David Brooks makes very similar points in an earlier column. He points out the absurdity of thinking that Congress can, by President's Day (which is Pelosi's stated deadline to pass the stimulus package), determine effective uses for all of that money.
So, when you hear or read (ie: Krugman) that "everyone knows an additional $1 trillion of government spending is the only solution" know that not everyone knows or believes that. Everyone knows it is A solution, but no one knows if it will work as forecast, or what the long-run consequences will look like (although we have a pretty good idea and it's not pretty).

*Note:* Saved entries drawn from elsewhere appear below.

//! Filesystem helpers shared across modules.
//!
//! These helpers provide consistent error context (operation + path) and
//! implement the directory scan backing download-status reconciliation.

use std::path::Path;

use crate::{Error, Result};

/// Audio file extensions the downloader is known to produce.
const AUDIO_EXTENSIONS: &[&str] = &["mp3", "m4a", "flac", "ogg", "opus", "wav", "aac"];

/// Convert an IO error into an application error with operation + path context.
pub fn io_error(op: &'static str, path: &Path, source: std::io::Error) -> Error {
    Error::io_path(op, path, source)
}

/// Ensure a directory exists, creating it (recursively) if needed.
pub async fn ensure_dir_all(path: &Path) -> Result<()> {
    tokio::fs::create_dir_all(path)
        .await
        .map_err(|e| io_error("creating directory", path, e))
}

/// List the audio file names (not paths) directly inside `dir`.
///
/// A missing directory yields an empty list rather than an error: a playlist
/// that has never synced simply has no content yet. Subdirectories and
/// non-audio files (caches, partial downloads) are skipped.
pub async fn list_audio_files(dir: &Path) -> Result<Vec<String>> {
    let mut entries = match tokio::fs::read_dir(dir).await {
        Ok(entries) => entries,
        Err(e) if e.kind() == std::io::ErrorKind::NotFound => return Ok(Vec::new()),
        Err(e) => return Err(io_error("scanning directory", dir, e)),
    };

    let mut files = Vec::new();
    while let Some(entry) = entries
        .next_entry()
        .await
        .map_err(|e| io_error("scanning directory", dir, e))?
    {
        let path = entry.path();
        if !path.is_file() {
            continue;
        }
        let is_audio = path
            .extension()
            .and_then(|ext| ext.to_str())
            .is_some_and(|ext| {
                AUDIO_EXTENSIONS
                    .iter()
                    .any(|known| ext.eq_ignore_ascii_case(known))
            });
        if !is_audio {
            continue;
        }
        if let Some(name) = path.file_name().and_then(|n| n.to_str()) {
            files.push(name.to_string());
        }
    }

    Ok(files)
}

/// Delete a directory tree and recreate it empty.
///
/// A missing directory is not an error; the recreate still runs so callers
/// always end up with an existing, empty directory.
pub async fn clear_directory(dir: &Path) -> Result<()> {
    match tokio::fs::remove_dir_all(dir).await {
        Ok(()) => {}
        Err(e) if e.kind() == std::io::ErrorKind::NotFound => {}
        Err(e) => return Err(io_error("removing directory", dir, e)),
    }
    ensure_dir_all(dir).await
}

/// Delete a directory tree without recreating it.
pub async fn remove_directory(dir: &Path) -> Result<()> {
    match tokio::fs::remove_dir_all(dir).await {
        Ok(()) => Ok(()),
        Err(e) if e.kind() == std::io::ErrorKind::NotFound => Ok(()),
        Err(e) => Err(io_error("removing directory", dir, e)),
    }
}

Note that Obama's team released its proposal yesterday. Note the graph on page 5. The recovery plan will simply lower unemployment faster/sooner than doing nothing. But, even doing nothing we end up back at our natural rate of output around 2013. Do the benefits of the stimulus package outweigh the cost of massive deficits, and probable U.S. debt monetization and all that comes with that? That's what Mankiw is saying-- perhaps yes, but only if the money is spent wisely and not on bridges to nowhere.
BTW-- the best way to keep the price tag low on the package is to encourage other countries (ie: the EU and China) to do likewise. But that leads to the Nash equilibrium I mentioned previously.